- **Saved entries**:
··········

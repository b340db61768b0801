//! External application execution with a hang timeout.
//!
//! [`ProcessExecutor`] spawns the application with piped output, drains both
//! pipes on background threads and waits at most the configured timeout.
//! An application that does not exit in time is killed and reported with a
//! message naming the timeout.

use std::io::{ErrorKind, Read};
use std::path::PathBuf;
use std::process::{Child, Command, Stdio};
use std::thread::JoinHandle;
use std::time::Duration;

use tracing::{debug, warn};
use wait_timeout::ChildExt;

use crate::error::{Result, RuntimeError};

/// Default hang timeout in milliseconds.
pub const DEFAULT_TIMEOUT_MS: u64 = 5_000;

/// Runs an external application.
pub trait ApplicationExecutor {
    /// Runs `application` with `arguments`.
    ///
    /// With `wait_for_exit` the call blocks until the application exits and
    /// returns its standard output. Without it the application is started
    /// and left running; its exit status is collected in the background so
    /// it does not linger as a zombie.
    fn run(&self, wait_for_exit: bool, application: &str, arguments: &[String]) -> Result<String>;
}

/// Runs applications as child processes of the current process.
///
/// # Examples
///
/// ```no_run
/// use std::time::Duration;
/// use automate_runtime::{ApplicationExecutor, ProcessExecutor};
///
/// let executor = ProcessExecutor::new(Duration::from_secs(2));
/// let output = executor.run(true, "git", &["--version".to_string()]).unwrap();
/// assert!(output.starts_with("git version"));
/// ```
#[derive(Debug, Clone)]
pub struct ProcessExecutor {
    timeout: Duration,
    working_dir: Option<PathBuf>,
}

impl ProcessExecutor {
    pub fn new(timeout: Duration) -> Self {
        Self {
            timeout,
            working_dir: None,
        }
    }

    /// Runs applications from `dir` instead of the current directory.
    pub fn with_working_dir(mut self, dir: impl Into<PathBuf>) -> Self {
        self.working_dir = Some(dir.into());
        self
    }

    pub fn timeout(&self) -> Duration {
        self.timeout
    }

    fn command(&self, application: &str, arguments: &[String]) -> Command {
        let mut command = Command::new(application);
        command.args(arguments).stdin(Stdio::null());
        if let Some(dir) = &self.working_dir {
            command.current_dir(dir);
        }
        command
    }

    fn start(&self, application: &str, arguments: &[String]) -> Result<String> {
        let mut command = self.command(application, arguments);
        command.stdout(Stdio::null()).stderr(Stdio::null());
        let child = command
            .spawn()
            .map_err(|e| spawn_error(application, arguments, e))?;
        let pid = child.id();
        debug!(application, pid, "Started application without waiting");
        reap(application, child);
        Ok(format!("started application '{application}' (pid {pid})"))
    }
}

impl Default for ProcessExecutor {
    fn default() -> Self {
        Self::new(Duration::from_millis(DEFAULT_TIMEOUT_MS))
    }
}

impl ApplicationExecutor for ProcessExecutor {
    fn run(&self, wait_for_exit: bool, application: &str, arguments: &[String]) -> Result<String> {
        if !wait_for_exit {
            return self.start(application, arguments);
        }

        let mut command = self.command(application, arguments);
        command.stdout(Stdio::piped()).stderr(Stdio::piped());
        let mut child = command
            .spawn()
            .map_err(|e| spawn_error(application, arguments, e))?;

        // Drain both pipes so a chatty child cannot block on a full buffer.
        let stdout_thread = child.stdout.take().map(drain);
        let stderr_thread = child.stderr.take().map(drain);

        match child.wait_timeout(self.timeout) {
            Ok(Some(status)) => {
                let stdout = collect(application, "stdout", stdout_thread);
                let stderr = collect(application, "stderr", stderr_thread);
                if status.success() {
                    return Ok(stdout.trim_end().to_string());
                }
                let message = match (stderr.trim(), status.code()) {
                    (text, _) if !text.is_empty() => text.to_string(),
                    (_, Some(code)) => format!("exited with status {code}"),
                    (_, None) => "terminated by signal".to_string(),
                };
                debug!(application, exit_code = ?status.code(), "Application failed");
                Err(RuntimeError::ApplicationFailed {
                    application: application.to_string(),
                    message,
                })
            }
            Ok(None) => {
                warn!(
                    application,
                    timeout_ms = self.timeout.as_millis() as u64,
                    "Application timed out, killing process"
                );
                let _ = child.kill();
                let _ = child.wait();
                Err(RuntimeError::ApplicationTimeout {
                    application: application.to_string(),
                    timeout_ms: self.timeout.as_millis(),
                })
            }
            Err(e) => {
                debug!(application, error = %e, "Failed to wait on application");
                let _ = child.kill();
                let _ = child.wait();
                Err(RuntimeError::io(application, e))
            }
        }
    }
}

fn spawn_error(application: &str, arguments: &[String], e: std::io::Error) -> RuntimeError {
    debug!(application, arguments = ?arguments, error = %e, "Failed to spawn application");
    if e.kind() == ErrorKind::NotFound {
        return RuntimeError::ApplicationNotFound(application.to_string());
    }
    RuntimeError::io(application, e)
}

/// Waits for a detached child on a background thread.
fn reap(application: &str, mut child: Child) {
    let application = application.to_string();
    std::thread::spawn(move || match child.wait() {
        Ok(status) => {
            debug!(application = %application, pid = child.id(), %status, "Detached application exited");
        }
        Err(e) => {
            warn!(application = %application, pid = child.id(), error = %e, "Failed to reap detached application");
        }
    });
}

fn drain<R: Read + Send + 'static>(mut pipe: R) -> JoinHandle<std::io::Result<Vec<u8>>> {
    std::thread::spawn(move || {
        let mut buf = Vec::new();
        pipe.read_to_end(&mut buf)?;
        Ok(buf)
    })
}

fn collect(
    application: &str,
    stream: &str,
    thread: Option<JoinHandle<std::io::Result<Vec<u8>>>>,
) -> String {
    let buf = thread
        .and_then(|t| t.join().ok())
        .and_then(|res| match res {
            Ok(buf) => Some(buf),
            Err(e) => {
                debug!(application, stream, error = %e, "Failed to read application output");
                None
            }
        })
        .unwrap_or_default();
    String::from_utf8_lossy(&buf).into_owned()
}

/// Splits an argument string into words.
///
/// Words are separated by whitespace. Single quotes keep their contents
/// literally; inside double quotes a backslash escapes `"` and `\`; outside
/// quotes a backslash escapes any character.
///
/// # Errors
///
/// Returns [`RuntimeError::InvalidArguments`] for an unterminated quote or a
/// trailing backslash.
///
/// # Examples
///
/// ```
/// use automate_runtime::split_arguments;
///
/// let words = split_arguments(r#"build -t "my app" 'a b'"#).unwrap();
/// assert_eq!(words, ["build", "-t", "my app", "a b"]);
/// ```
pub fn split_arguments(raw: &str) -> Result<Vec<String>> {
    let invalid = |reason: &str| RuntimeError::InvalidArguments {
        arguments: raw.to_string(),
        reason: reason.to_string(),
    };

    let mut words = Vec::new();
    let mut current = String::new();
    let mut in_word = false;
    let mut chars = raw.chars();

    while let Some(c) = chars.next() {
        match c {
            c if c.is_whitespace() => {
                if in_word {
                    words.push(std::mem::take(&mut current));
                    in_word = false;
                }
            }
            '\'' => {
                in_word = true;
                loop {
                    match chars.next() {
                        Some('\'') => break,
                        Some(c) => current.push(c),
                        None => return Err(invalid("unterminated single quote")),
                    }
                }
            }
            '"' => {
                in_word = true;
                loop {
                    match chars.next() {
                        Some('"') => break,
                        Some('\\') => match chars.next() {
                            Some(c @ ('"' | '\\')) => current.push(c),
                            Some(c) => {
                                current.push('\\');
                                current.push(c);
                            }
                            None => return Err(invalid("unterminated double quote")),
                        },
                        Some(c) => current.push(c),
                        None => return Err(invalid("unterminated double quote")),
                    }
                }
            }
            '\\' => {
                in_word = true;
                match chars.next() {
                    Some(c) => current.push(c),
                    None => return Err(invalid("trailing backslash")),
                }
            }
            c => {
                in_word = true;
                current.push(c);
            }
        }
    }
    if in_word {
        words.push(current);
    }
    Ok(words)
}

··········

- **Requirement**: Lines holding "Option": give how many there are in the entries above, and nothing more.

- **Answer for this exercise**: 2